Another vite for odd weather here in 6b Eastern PA: We had no rain from the end of April until almost the second week of June. Hot and dry and really windy days, the lawns all looked like in August with brown and tan grass. A frost 2 days past the later frost date in May.
Since last week it has finally started raining, and we have had some soaking tains every few days.
My garden is soing okay bwcause we diligently watered everyday, by hand as the township only provides a watertower and you have to schlepp the water to your lot. But the plants really took off after it started raining, my one patch of corn is just about 3 feet tall!
The bunnies also have done some damage throughout even though we had a fence. There was just nothing else watered so it must have been tastier to eat my bean seedlings and sunflowers

I’ve seen a suggestion that the emergence of complex, grain dependent civilisation in multiple locations around the globe within a narrow time period, after tens of thousands of years of hunter-gatherer lifestyles, was due to the climate settling into a period of relative stability. Annual grain growing requires moisture at the time of planting and reliable dry weather during harvest. Egypt is the perfect example of this pattern (before the Nile was dammed).

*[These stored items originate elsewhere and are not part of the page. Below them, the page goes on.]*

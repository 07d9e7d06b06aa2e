//! Progress-callback trait for per-page processing events.
//!
//! Inject an [`Arc<dyn ProcessingProgressCallback>`] via
//! [`crate::config::ProcessingConfigBuilder::progress_callback`] to receive
//! events as the orchestrator works through a document.
//!
//! # Example
//!
//! ```rust
//! use scanrefine::{ProcessingProgressCallback, ProcessingConfig};
//! use std::sync::{Arc, atomic::{AtomicUsize, Ordering}};
//!
//! struct RetryCounter {
//!     retries: AtomicUsize,
//! }
//!
//! impl ProcessingProgressCallback for RetryCounter {
//!     fn on_attempt_scored(&self, _page: usize, attempt: u32, _score: f32, _acceptable: bool) {
//!         if attempt > 0 {
//!             self.retries.fetch_add(1, Ordering::SeqCst);
//!         }
//!     }
//! }
//!
//! let counter = Arc::new(RetryCounter { retries: AtomicUsize::new(0) });
//!
//! let config = ProcessingConfig::builder()
//!     .progress_callback(counter as Arc<dyn ProcessingProgressCallback>)
//!     .build()
//!     .unwrap();
//! ```

use std::sync::Arc;

/// Called by the orchestrator as it processes each page.
///
/// Pages run concurrently on blocking worker threads, so every method may
/// be called from several threads at once. Implementations must protect
/// shared mutable state (`Mutex`, atomics). All methods default to no-ops.
pub trait ProcessingProgressCallback: Send + Sync {
    /// Called once, after rasterisation, with the number of selected pages.
    fn on_document_start(&self, total_pages: usize) {
        let _ = total_pages;
    }

    /// Called before the first attempt on a page.
    ///
    /// # Arguments
    /// * `page_num`: 1-indexed page number
    /// * `total_pages`: pages selected for processing
    fn on_page_start(&self, page_num: usize, total_pages: usize) {
        let _ = (page_num, total_pages);
    }

    /// Called after each scored attempt (0 is the first try).
    fn on_attempt_scored(&self, page_num: usize, attempt: u32, score: f32, acceptable: bool) {
        let _ = (page_num, attempt, score, acceptable);
    }

    /// Called when a page finishes with recognised text.
    ///
    /// # Arguments
    /// * `score`: quality of the kept attempt
    /// * `text_len`: byte length of the page text
    fn on_page_complete(&self, page_num: usize, total_pages: usize, score: f32, text_len: usize) {
        let _ = (page_num, total_pages, score, text_len);
    }

    /// Called when a page ends as a placeholder.
    fn on_page_error(&self, page_num: usize, total_pages: usize, error: String) {
        let _ = (page_num, total_pages, error);
    }

    /// Called once after every page has been attempted.
    ///
    /// # Arguments
    /// * `success_count`: pages that ended with recognised text
    fn on_document_complete(&self, total_pages: usize, success_count: usize) {
        let _ = (total_pages, success_count);
    }
}

/// A no-op implementation for callers that don't need progress events.
pub struct NoopProgressCallback;

impl ProcessingProgressCallback for NoopProgressCallback {}

/// Convenience alias matching the type stored in [`crate::config::ProcessingConfig`].
pub type ProgressCallback = Arc<dyn ProcessingProgressCallback>;

#[cfg(test)]
mod tests {
    use super::*;
    use std::sync::atomic::{AtomicUsize, Ordering};

    #[derive(Default)]
    struct TrackingCallback {
        starts: AtomicUsize,
        attempts: AtomicUsize,
        completes: AtomicUsize,
        errors: AtomicUsize,
        succeeded: AtomicUsize,
    }

    impl ProcessingProgressCallback for TrackingCallback {
        fn on_page_start(&self, _page_num: usize, _total_pages: usize) {
            self.starts.fetch_add(1, Ordering::SeqCst);
        }

        fn on_attempt_scored(&self, _page: usize, _attempt: u32, _score: f32, _ok: bool) {
            self.attempts.fetch_add(1, Ordering::SeqCst);
        }

        fn on_page_complete(&self, _page: usize, _total: usize, _score: f32, _len: usize) {
            self.completes.fetch_add(1, Ordering::SeqCst);
        }

        fn on_page_error(&self, _page_num: usize, _total_pages: usize, _error: String) {
            self.errors.fetch_add(1, Ordering::SeqCst);
        }

        fn on_document_complete(&self, _total_pages: usize, success_count: usize) {
            self.succeeded.store(success_count, Ordering::SeqCst);
        }
    }

    #[test]
    fn noop_callback_does_not_panic() {
        let cb = NoopProgressCallback;
        cb.on_document_start(5);
        cb.on_page_start(1, 5);
        cb.on_attempt_scored(1, 0, 42.0, false);
        cb.on_page_complete(1, 5, 88.0, 42);
        cb.on_page_error(2, 5, "some error".into());
        cb.on_document_complete(5, 4);
    }

    #[test]
    fn tracking_callback_receives_events() {
        let tracker = TrackingCallback::default();

        tracker.on_page_start(1, 2);
        tracker.on_attempt_scored(1, 0, 91.0, true);
        tracker.on_page_complete(1, 2, 91.0, 12);
        tracker.on_page_start(2, 2);
        tracker.on_attempt_scored(2, 0, 0.0, false);
        tracker.on_attempt_scored(2, 1, 0.0, false);
        tracker.on_page_error(2, 2, "no text".into());
        tracker.on_document_complete(2, 1);

        assert_eq!(tracker.starts.load(Ordering::SeqCst), 2);
        assert_eq!(tracker.attempts.load(Ordering::SeqCst), 3);
        assert_eq!(tracker.completes.load(Ordering::SeqCst), 1);
        assert_eq!(tracker.errors.load(Ordering::SeqCst), 1);
        assert_eq!(tracker.succeeded.load(Ordering::SeqCst), 1);
    }

    #[test]
    fn arc_dyn_callback_works() {
        let cb: ProgressCallback = Arc::new(NoopProgressCallback);
        cb.on_document_start(10);
        cb.on_page_start(1, 10);
    }
}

Australia has never had a reliable climate, so even though a few parts of it seem fertile enough on average, grain growing never emerged here on a large scale since it wasn’t worth doing all that work if the harvest only came in less than half the time. So for us weird/unpredictable weather has always been the norm. To give you perspective, our last drought featured 9 months straight with pretty much zero rain, highlighted by reaching 40 C on the first day of spring as ash rained out of the sky. At the other extreme, last year we had 9 months straight of mud, with the highlight coming in the form of over a meter of rain falling in a three day period.
Annuals can still be useful under these conditions, but you have to be prepared to skip seasons, and to grow varieties that don’t need a huge amount of work to establish (so a crop failure isnt as big a blow). You also need a range of perennial crops that persist through bad/irregular weather, plus stable foodstuffs that can be stored for long periods of time.
Maybe a future where huge centralised civilisations are no longer possible wont be the worst thing in the world. If it is impossible for the despotic king to threaten the peasants unless they grow huge grain surplusses, then maybe we will have to get by with smaller monuments to the gods.